Patton pled guilty on April 19, 2017 to amended charges of Count 1: Am: Criminal Facilitation to wit: Murder, Count 2: Robbery First Degree, Counts 2-3: Am: Robbery, Second Degree, and Count 5: Am: Burglary, Third Degree pursuant to the Commonwealth’s recommendation of Count 1: five (5) years, Count 2: ten (10) years, Count 3: five (5) years, Count 4: five (5) years and Count 5: one (1) year. Patton’s plea was conditioned upon his truthful testimony at the trial of his co-defendants. Notably, Conway was present for Patton’s plea and, at the time, was actively contemplating *4 whether to proceed to trial or accept the Commonwealth’s offer.
Two days after Patton’s guilty plea and accompanying testimony, Conway pled guilty to the amended charges of Count 1: Am: Criminal Facilitation to wit: Murder, Count 2: Robbery First Degree, Counts 2-3: Am: Robbery, Second Degree, and Count 5: Am: Burglary, Third Degree pursuant to the Commonwealth’s recommendation of Count 1: five (5) years, Count 2: ten (10) years, Count 3: five (5) years, Count 4: five (5) years and Count 5: one (1) year.
The Court deferred sentencing for Patton and Conway because Harris maintained his not guilty plea and was scheduled to proceed to trial.
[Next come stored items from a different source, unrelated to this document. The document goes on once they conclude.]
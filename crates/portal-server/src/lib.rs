//! HTML page server for the portal catalog browser.
//!
//! This crate provides an Axum HTTP server that renders the upstream
//! catalog into server-side HTML pages:
//!
//! - **`GET /`** -- first page of the character listing
//! - **`GET /episodes`** -- paginated episode listing
//! - **`GET /episode/{id}`** -- one episode plus its characters
//! - **`GET /locations`** -- paginated location listing
//! - **`GET /location/{id}`** -- one location plus its residents
//!
//! # Architecture
//!
//! Every request is served straight from the upstream API via
//! [`portal_client::CatalogClient`] -- there is no persistence and no
//! cross-request state. Detail pages fan out one bounded concurrent fetch
//! per related character before rendering. Pages are rendered through a
//! [`minijinja`] environment loaded from a runtime templates directory so
//! the HTML can be restyled without recompiling.

pub mod config;
pub mod error;
pub mod handlers;
pub mod pages;
pub mod router;
pub mod server;
pub mod state;

// Re-export primary types for convenience.
pub use config::PortalConfig;
pub use error::PortalError;
pub use pages::PageEngine;
pub use router::build_router;
pub use server::{start_server, ServerConfig, ServerError};
pub use state::AppState;
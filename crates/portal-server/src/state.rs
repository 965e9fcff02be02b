//! Shared application state for the page server.
//!
//! [`AppState`] holds the upstream client and the page template engine.
//! Both are request-independent: the client is a connection pool and the
//! engine is immutable after startup, so no locking is needed and no
//! state is shared between concurrent requests.

use portal_client::CatalogClient;

use crate::pages::PageEngine;

/// Shared state for the Axum application.
///
/// Wrapped in [`Arc`](std::sync::Arc) and injected via Axum's `State`
/// extractor.
pub struct AppState {
    /// Client for the upstream catalog API.
    pub client: CatalogClient,
    /// Pre-loaded page templates.
    pub pages: PageEngine,
}

impl AppState {
    /// Create a new application state from its two components.
    pub const fn new(client: CatalogClient, pages: PageEngine) -> Self {
        Self { client, pages }
    }
}
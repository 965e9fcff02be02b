//! Page template loading and rendering via `minijinja`.
//!
//! Templates are loaded from the filesystem (default: `templates/`
//! directory) so pages can be restyled without recompiling. Template
//! names keep their `.html` suffix, which switches on `minijinja`'s
//! default HTML auto-escaping for every interpolated upstream string.

use minijinja::Environment;

use crate::error::PortalError;

/// Every template the engine loads at startup. A missing or unreadable
/// file fails construction rather than the first request that needs it.
const TEMPLATE_NAMES: [&str; 6] = [
    "base.html",
    "characters.html",
    "episodes.html",
    "episode.html",
    "locations.html",
    "location.html",
];

/// Manages page template loading and rendering.
///
/// Wraps a `minijinja` [`Environment`] with all page templates
/// pre-loaded. Templates can be edited on disk and are picked up on the
/// next call to [`PageEngine::new`].
pub struct PageEngine {
    env: Environment<'static>,
}

impl PageEngine {
    /// Create a new page engine loading templates from the given directory.
    ///
    /// # Errors
    ///
    /// Returns [`PortalError::Render`] if any template file cannot be read
    /// or fails to compile.
    pub fn new(templates_dir: &str) -> Result<Self, PortalError> {
        let mut env = Environment::new();

        for name in TEMPLATE_NAMES {
            let source = load_template(templates_dir, name)?;
            env.add_template_owned(name, source)
                .map_err(|e| PortalError::Render(format!("failed to add template {name}: {e}")))?;
        }

        Ok(Self { env })
    }

    /// Render the named template with the given context.
    ///
    /// # Errors
    ///
    /// Returns [`PortalError::Render`] if the template is missing or
    /// rendering fails.
    pub fn render(&self, name: &str, context: serde_json::Value) -> Result<String, PortalError> {
        self.env
            .get_template(name)
            .map_err(|e| PortalError::Render(format!("missing template {name}: {e}")))?
            .render(context)
            .map_err(|e| PortalError::Render(format!("{name} render failed: {e}")))
    }
}

/// Read a template file from disk.
fn load_template(dir: &str, filename: &str) -> Result<String, PortalError> {
    let path = format!("{dir}/{filename}");
    std::fs::read_to_string(&path)
        .map_err(|e| PortalError::Render(format!("failed to read {path}: {e}")))
}
//! Configuration for the upstream catalog client.
//!
//! All knobs are externally supplied (the server crate fills them from
//! environment variables); nothing is inlined at call sites.

use std::time::Duration;

/// Configuration for a [`CatalogClient`](crate::CatalogClient).
#[derive(Debug, Clone)]
pub struct ClientConfig {
    /// Base URL of the upstream API, without a trailing slash
    /// (e.g. `https://rickandmortyapi.com/api`).
    pub base_url: String,
    /// Page size forwarded to listing endpoints via `page_size`.
    pub page_size: u32,
    /// Maximum number of related-resource fetches in flight at once.
    pub related_concurrency: usize,
    /// Per-request timeout applied to every upstream call.
    pub request_timeout: Duration,
}

impl Default for ClientConfig {
    fn default() -> Self {
        Self {
            base_url: String::from("https://rickandmortyapi.com/api"),
            page_size: 20,
            related_concurrency: 8,
            request_timeout: Duration::from_millis(10_000),
        }
    }
}
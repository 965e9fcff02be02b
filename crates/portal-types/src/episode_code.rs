//! The `S<NN>E<NN>` episode production code and its parser.
//!
//! The upstream API delivers the code as a single string (`"S03E07"`).
//! Splitting it into season and episode parts is the only data transform
//! the client performs, and a code that does not match the expected shape
//! is a data-contract violation surfaced to the caller.

use std::fmt;
use std::str::FromStr;

use serde::Serialize;

/// A parsed episode production code.
///
/// Season and episode are kept as digit strings so leading zeros survive
/// rendering: `"S03E07"` parses to season `"03"`, episode `"07"`.
#[derive(Debug, Clone, PartialEq, Eq, Serialize)]
pub struct EpisodeCode {
    /// Season number as it appears in the code (e.g. `"03"`).
    pub season: String,
    /// Episode number as it appears in the code (e.g. `"07"`).
    pub episode: String,
}

/// Errors produced when an episode code does not match the `S<NN>E<NN>` shape.
#[derive(Debug, Clone, PartialEq, Eq, thiserror::Error)]
pub enum EpisodeCodeError {
    /// The code does not contain exactly one `E` separator.
    #[error("episode code {code:?} must contain exactly one 'E' separator")]
    Separator {
        /// The offending code string.
        code: String,
    },

    /// The season part is missing its `S` prefix or is not a digit string.
    #[error("episode code {code:?} has an invalid season part")]
    Season {
        /// The offending code string.
        code: String,
    },

    /// The episode part is empty or not a digit string.
    #[error("episode code {code:?} has an invalid episode part")]
    Episode {
        /// The offending code string.
        code: String,
    },
}

impl FromStr for EpisodeCode {
    type Err = EpisodeCodeError;

    /// Parse a production code, validating the full shape.
    ///
    /// The code must split on the literal `E` into exactly two parts; the
    /// first must be `S` followed by one or more ASCII digits, the second
    /// must be one or more ASCII digits.
    fn from_str(code: &str) -> Result<Self, Self::Err> {
        let (prefix, episode) = code.split_once('E').ok_or_else(|| {
            EpisodeCodeError::Separator {
                code: code.to_owned(),
            }
        })?;

        // A second separator means the split would yield more than two parts.
        if episode.contains('E') {
            return Err(EpisodeCodeError::Separator {
                code: code.to_owned(),
            });
        }

        let season = prefix
            .strip_prefix('S')
            .ok_or_else(|| EpisodeCodeError::Season {
                code: code.to_owned(),
            })?;

        if !is_digits(season) {
            return Err(EpisodeCodeError::Season {
                code: code.to_owned(),
            });
        }

        if !is_digits(episode) {
            return Err(EpisodeCodeError::Episode {
                code: code.to_owned(),
            });
        }

        Ok(Self {
            season: season.to_owned(),
            episode: episode.to_owned(),
        })
    }
}

impl fmt::Display for EpisodeCode {
    fn fmt(&self, f: &mut fmt::Formatter<'_>) -> fmt::Result {
        write!(f, "S{}E{}", self.season, self.episode)
    }
}

/// True when `s` is one or more ASCII digits.
fn is_digits(s: &str) -> bool {
    !s.is_empty() && s.bytes().all(|b| b.is_ascii_digit())
}
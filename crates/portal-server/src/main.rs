//! Page server entry point for the portal catalog browser.
//!
//! Initializes logging, loads configuration from environment variables,
//! builds the upstream client and page template engine, then serves HTML
//! pages until the process is terminated.
//!
//! ```text
//! browser --> router/handlers --> CatalogClient --> upstream API
//!                      |
//!                      +--> PageEngine (minijinja templates)
//! ```

use std::sync::Arc;

use tracing::info;
use tracing_subscriber::EnvFilter;

use portal_client::CatalogClient;
use portal_server::{start_server, AppState, PageEngine, PortalConfig, ServerConfig};

/// Application entry point.
///
/// # Errors
///
/// Returns an error if configuration, template loading, client
/// construction, or the server itself fails.
#[tokio::main]
async fn main() -> anyhow::Result<()> {
    // Initialize structured logging
    tracing_subscriber::fmt()
        .with_env_filter(
            EnvFilter::try_from_default_env().unwrap_or_else(|_| EnvFilter::new("info")),
        )
        .with_target(true)
        .init();

    info!("portal-server starting");

    // Load configuration from environment
    let config = PortalConfig::from_env()?;
    info!(
        upstream = config.upstream.base_url,
        page_size = config.upstream.page_size,
        related_concurrency = config.upstream.related_concurrency,
        request_timeout_ms = config.upstream.request_timeout.as_millis(),
        templates_dir = config.templates_dir,
        "configuration loaded"
    );

    // Build the upstream client
    let client = CatalogClient::new(config.upstream.clone())?;

    // Load page templates
    let pages = PageEngine::new(&config.templates_dir)?;
    info!(templates_dir = config.templates_dir, "page templates loaded");

    let state = Arc::new(AppState::new(client, pages));

    let server_config = ServerConfig {
        host: config.host.clone(),
        port: config.port,
    };

    start_server(&server_config, state).await?;

    Ok(())
}
//! HTTP server lifecycle management.
//!
//! Provides [`start_server`] which binds to a TCP port and runs the Axum
//! server until the process is terminated.

use std::net::SocketAddr;
use std::sync::Arc;

use tokio::net::TcpListener;
use tracing::info;

use crate::router::build_router;
use crate::state::AppState;

/// Network configuration for the page server.
#[derive(Debug, Clone)]
pub struct ServerConfig {
    /// The host address to bind to (e.g. `0.0.0.0`).
    pub host: String,
    /// The TCP port to listen on.
    pub port: u16,
}

impl Default for ServerConfig {
    fn default() -> Self {
        Self {
            host: String::from("0.0.0.0"),
            port: 8080,
        }
    }
}

/// Start the page server.
///
/// Binds to the configured address, builds the router, and serves
/// requests until the process is terminated. Returns `Ok(())` on clean
/// shutdown, or an error if binding or serving fails.
///
/// # Errors
///
/// Returns an error if the TCP listener cannot bind or the server
/// encounters a fatal I/O error.
pub async fn start_server(config: &ServerConfig, state: Arc<AppState>) -> Result<(), ServerError> {
    let addr: SocketAddr = format!("{}:{}", config.host, config.port)
        .parse()
        .map_err(|e| ServerError::Bind(format!("invalid address: {e}")))?;

    let router = build_router(state);

    let listener = TcpListener::bind(addr)
        .await
        .map_err(|e| ServerError::Bind(format!("bind failed on {addr}: {e}")))?;

    info!(%addr, "portal server listening");

    axum::serve(listener, router)
        .await
        .map_err(|e| ServerError::Serve(format!("serve error: {e}")))?;

    Ok(())
}

/// Errors that can occur when starting or running the page server.
#[derive(Debug, thiserror::Error)]
pub enum ServerError {
    /// Failed to bind to the network address.
    #[error("bind error: {0}")]
    Bind(String),

    /// The server encountered a fatal error while serving.
    #[error("serve error: {0}")]
    Serve(String),
}
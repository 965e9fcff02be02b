//! Error types for the page server.
//!
//! [`PortalError`] unifies all failure modes into a single enum that can
//! be converted into an HTTP response via its
//! [`IntoResponse`](axum::response::IntoResponse) implementation. Error
//! responses are plain text with no structured body: upstream failures on
//! listing routes map to 500, a missing detail record maps to 400, and
//! data-contract violations map to 500.

use axum::http::StatusCode;
use axum::response::{IntoResponse, Response};
use tracing::warn;

use portal_client::ClientError;

/// Errors that can occur while serving a page.
#[derive(Debug, thiserror::Error)]
pub enum PortalError {
    /// A listing fetch against the upstream failed.
    #[error("listing fetch failed: {0}")]
    Listing(ClientError),

    /// A detail fetch against the upstream failed.
    #[error("detail fetch failed: {0}")]
    Detail(ClientError),

    /// A page template could not be loaded or rendered.
    #[error("template error: {0}")]
    Render(String),

    /// Configuration is invalid or missing.
    #[error("config error: {0}")]
    Config(String),
}

impl IntoResponse for PortalError {
    fn into_response(self) -> Response {
        warn!(error = %self, "request failed");

        let (status, message) = match &self {
            Self::Listing(_) => (
                StatusCode::INTERNAL_SERVER_ERROR,
                "The catalog could not be reached. Please try again later.",
            ),
            Self::Detail(ClientError::UpstreamUnavailable(_)) => (
                StatusCode::BAD_REQUEST,
                "The requested record was not found. Please check the id and try again.",
            ),
            Self::Detail(_) => (
                StatusCode::INTERNAL_SERVER_ERROR,
                "The catalog returned data this page cannot display.",
            ),
            Self::Render(_) | Self::Config(_) => (
                StatusCode::INTERNAL_SERVER_ERROR,
                "Something went wrong while building this page.",
            ),
        };

        (status, message).into_response()
    }
}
Ultimately, on March 1, 2019, Harris pled guilty. Thereafter, Conway was sentenced to Count 1: five (5) years, Count 2: ten (10) years, Count 3: five (5) years, Count 4: five (5) years and Count 5: one (1) year with all counts to run consecutively for a total of twenty-six (26) years.
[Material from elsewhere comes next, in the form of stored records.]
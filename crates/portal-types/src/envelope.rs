//! The upstream list-response envelope and the per-page projection.
//!
//! Every upstream listing endpoint wraps its records in
//! `{ "results": [...], "info": { "pages": N, ... } }`. [`ListEnvelope`]
//! deserializes that shape; [`Page`] is what the client hands to callers
//! once the envelope has been unwrapped.

use serde::Deserialize;

/// Pagination metadata from the upstream `info` object.
#[derive(Debug, Clone, Copy, PartialEq, Eq, Deserialize)]
pub struct PageInfo {
    /// Total number of pages available for the listing.
    pub pages: u32,
}

/// The upstream list-response envelope.
#[derive(Debug, Clone, PartialEq, Eq, Deserialize)]
pub struct ListEnvelope<T> {
    /// Records on the requested page.
    pub results: Vec<T>,
    /// Pagination metadata.
    pub info: PageInfo,
}

/// One page of catalog records plus the total page count.
#[derive(Debug, Clone, PartialEq, Eq)]
pub struct Page<T> {
    /// Records on the requested page, in upstream order.
    pub items: Vec<T>,
    /// Total number of pages available for the listing.
    pub total_pages: u32,
}

impl<T> From<ListEnvelope<T>> for Page<T> {
    fn from(envelope: ListEnvelope<T>) -> Self {
        Self {
            items: envelope.results,
            total_pages: envelope.info.pages,
        }
    }
}
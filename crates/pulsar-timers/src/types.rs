use chrono::{DateTime, Duration, Utc};
use serde_json::{Map, Value};

use crate::error::Result;

/// Delays at or below this many seconds never touch the store: the timer is
/// fired from an in-process sleep task instead.
pub const SHORT_DELAY_CUTOFF_SECS: i64 = 60;

/// One scheduled fire-event: a UTC deadline plus the payload forwarded to
/// whoever subscribed to its completion tag.
#[derive(Debug, Clone)]
pub struct TimerRecord {
    /// Store row id. `None` for a short-delay timer that was never persisted.
    pub id: Option<i64>,
    /// Event tag; completions are published under `"{event}_complete"`.
    pub event: String,
    /// Positional payload values.
    pub args: Vec<Value>,
    /// Named payload values.
    pub kwargs: Map<String, Value>,
    /// Registration time (UTC). Feeds the short-delay classification and
    /// elapsed-time displays.
    pub created: DateTime<Utc>,
    /// Absolute UTC deadline.
    pub expires: DateTime<Utc>,
}

impl TimerRecord {
    /// Build a never-persisted record (`id = None`).
    ///
    /// `created` defaults to the current time; callers pass `Some(..)` when
    /// they want displays anchored to an upstream moment, e.g. the message
    /// that asked for the reminder.
    pub fn ephemeral(
        expires: DateTime<Utc>,
        event: impl Into<String>,
        args: Vec<Value>,
        kwargs: Map<String, Value>,
        created: Option<DateTime<Utc>>,
    ) -> Self {
        Self {
            id: None,
            event: event.into(),
            args,
            kwargs,
            created: created.unwrap_or_else(Utc::now),
            expires,
        }
    }

    /// Rebuild a record from its stored columns, decoding the `extra` JSON
    /// document. Missing `args`/`kwargs` keys default to empty.
    pub(crate) fn from_stored(
        id: i64,
        event: String,
        extra_json: &str,
        expires: DateTime<Utc>,
        created: DateTime<Utc>,
    ) -> Result<Self> {
        let extra: Value = serde_json::from_str(extra_json)?;
        let args = match extra.get("args") {
            Some(Value::Array(a)) => a.clone(),
            _ => Vec::new(),
        };
        let kwargs = match extra.get("kwargs") {
            Some(Value::Object(m)) => m.clone(),
            _ => Map::new(),
        };
        Ok(Self {
            id: Some(id),
            event,
            args,
            kwargs,
            created,
            expires,
        })
    }

    /// The `extra` column document: `{"args": [...], "kwargs": {...}}`.
    pub fn extra(&self) -> Value {
        let mut doc = Map::new();
        doc.insert("args".to_string(), Value::Array(self.args.clone()));
        doc.insert("kwargs".to_string(), Value::Object(self.kwargs.clone()));
        Value::Object(doc)
    }

    /// True when the delay between registration and deadline is small
    /// enough to skip persistence.
    pub fn is_short_delay(&self) -> bool {
        self.expires - self.created <= Duration::seconds(SHORT_DELAY_CUTOFF_SECS)
    }

    /// The pub/sub key this timer fires under.
    pub fn completion_tag(&self) -> String {
        format!("{}_complete", self.event)
    }

    /// Coarse human-readable rendering of the full delay ("3 days").
    /// Presentational only.
    pub fn human_delta(&self) -> String {
        format_coarse_duration(self.expires - self.created)
    }
}

/// Two records are the same timer only when both carry a store id and the
/// ids match. An ephemeral record has no identity and equals nothing.
impl PartialEq for TimerRecord {
    fn eq(&self, other: &Self) -> bool {
        match (self.id, other.id) {
            (Some(a), Some(b)) => a == b,
            _ => false,
        }
    }
}

/// Render a duration as its single largest whole unit.
///
/// Negative durations clamp to "0 seconds". The unit is pluralised the
/// plain English way ("1 hour", "2 hours").
pub fn format_coarse_duration(delta: Duration) -> String {
    let secs = delta.num_seconds().max(0);
    let (count, unit) = if secs >= 86_400 {
        (secs / 86_400, "day")
    } else if secs >= 3_600 {
        (secs / 3_600, "hour")
    } else if secs >= 60 {
        (secs / 60, "minute")
    } else {
        (secs, "second")
    };
    if count == 1 {
        format!("1 {unit}")
    } else {
        format!("{count} {unit}s")
    }
}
Order at 1-3. Conway did not file a direct appeal or a motion pursuant to RCr [3] 11.42 for ineffective assistance of counsel. Rather, on or about May 25, 2023, she filed a post-conviction motion under the auspices of CR 60.02 and CR 60.03, arguing her sentence should be amended because: (1) her voluntary intoxication should have been a mitigating factor in the penalty phase of the case; (2) “her trial attorney never submitted a defense of Extreme Emotional Distress;” and (3) she was “coerced into a plea by both prosecutor and defense attorneys,” was *5 “threatened by the prosecutor that her codefendants were going to testify against her regarding this crime,” and she later learned there were “no statements that they [the codefendants] were going to give and the prosecutor had fabricated the story.” Motion at ¶¶11-14. The circuit court denied Conway’s motion without granting her an evidentiary hearing. This appeal followed.
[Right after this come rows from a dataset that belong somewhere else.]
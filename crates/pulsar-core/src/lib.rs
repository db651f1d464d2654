//! `pulsar-core` — configuration and shared error surface for the pulsar
//! timer service.
//!
//! Kept deliberately small: subsystem-specific errors live next to the
//! subsystem (see `pulsar-timers`), this crate only carries what every
//! embedder needs to wire the service up.

pub mod config;
pub mod error;

pub use config::{DatabaseConfig, DispatcherConfig, PulsarConfig, DEFAULT_LOOKAHEAD_DAYS};
pub use error::{CoreError, Result};
use figment::{
    providers::{Env, Format, Toml},
    Figment,
};
use serde::{Deserialize, Serialize};

/// Days ahead the dispatch loop pre-fetches stored timers. Timers further
/// out are ignored until a later pass brings them inside the window.
pub const DEFAULT_LOOKAHEAD_DAYS: i64 = 40;

/// Top-level config (pulsar.toml + PULSAR_* env overrides).
#[derive(Debug, Clone, Serialize, Deserialize, Default)]
pub struct PulsarConfig {
    #[serde(default)]
    pub database: DatabaseConfig,
    #[serde(default)]
    pub dispatcher: DispatcherConfig,
}

#[derive(Debug, Clone, Serialize, Deserialize)]
pub struct DatabaseConfig {
    /// Path to the SQLite file holding the timer table.
    #[serde(default = "default_db_path")]
    pub path: String,
}

impl Default for DatabaseConfig {
    fn default() -> Self {
        Self {
            path: default_db_path(),
        }
    }
}

#[derive(Debug, Clone, Serialize, Deserialize)]
pub struct DispatcherConfig {
    /// How many days ahead the dispatch loop looks when picking its next
    /// wakeup target.
    /// Override with env var: PULSAR_DISPATCHER_LOOKAHEAD_DAYS=7
    #[serde(default = "default_lookahead_days")]
    pub lookahead_days: i64,
}

impl Default for DispatcherConfig {
    fn default() -> Self {
        Self {
            lookahead_days: DEFAULT_LOOKAHEAD_DAYS,
        }
    }
}

fn default_lookahead_days() -> i64 {
    DEFAULT_LOOKAHEAD_DAYS
}

fn default_db_path() -> String {
    let home = std::env::var("HOME").unwrap_or_else(|_| ".".to_string());
    format!("{}/.pulsar/pulsar.db", home)
}

fn default_config_path() -> String {
    let home = std::env::var("HOME").unwrap_or_else(|_| ".".to_string());
    format!("{}/.pulsar/pulsar.toml", home)
}

impl PulsarConfig {
    /// Load config from a TOML file with PULSAR_* env var overrides.
    ///
    /// Checks in order:
    ///   1. Explicit path argument
    ///   2. ~/.pulsar/pulsar.toml
    pub fn load(config_path: Option<&str>) -> crate::error::Result<Self> {
        let path = config_path
            .map(String::from)
            .unwrap_or_else(default_config_path);

        let config: PulsarConfig = Figment::new()
            .merge(Toml::file(&path))
            .merge(Env::prefixed("PULSAR_").split("_"))
            .extract()
            .map_err(|e| crate::error::CoreError::Config(e.to_string()))?;

        Ok(config)
    }
}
II. A NALYSIS On appeal, Conway does not address any aspect of the circuit court’s rationale for denying her postconviction motion. Instead, she (1) repeats the arguments she made in her motion and (2) raises several new arguments that she never posed below. Regarding the arguments Conway raised in her motion, we find no error in the circuit court’s thorough analysis, which we adopt as follows:
A judgment of conviction that includes a sentence of imprisonment constitutes a final judgment that can be modified in only certain enumerated circumstances. “The structure provided in Kentucky for attacking the final judgment of a trial court in a criminal case is not haphazard and overlapping, but is organized and complete. That structure is set out in the rules related to direct appeals, in RCr 11.42, and thereafter in CR 60.02. CR 60.02 is not intended merely as an additional opportunity to raise Boykin [4] defenses. It is for relief that is not available by direct appeal and not available under RCr 11.42. The movant must demonstrate why he is entitled to this special, extraordinary relief. Before the movant is entitled to an evidentiary hearing, he must affirmatively allege facts which, if true, justify vacating the judgment and further allege special circumstances *6 that justify CR 60.02 relief.” Gross v. Commonwealth , 648 S.W.2d 853, 856 (Ky. 1983) (emphasis in original).
Conway seeks relief pursuant to CR 60.02(a), (e) and (f) which provide: On motion a court may, upon such terms as are just, relieve a party or his legal representative from its final judgment, order, or proceeding upon the following grounds: (a) mistake, inadvertence, surprise or excusable neglect; . . . (e) the judgment is void, or has been satisfied, released, or discharged, or a prior judgment upon which it is based has been reversed or otherwise vacated, or it is no longer equitable that the judgment should have prospective application; or (f) any other reason of an extraordinary nature justifying relief. The motion shall be made within a reasonable time, and on grounds (a), (b), and (c) not more than one year after the judgment, order, or proceeding was entered or taken. A motion under this rule does not affect the finality of a judgment or suspend its operation.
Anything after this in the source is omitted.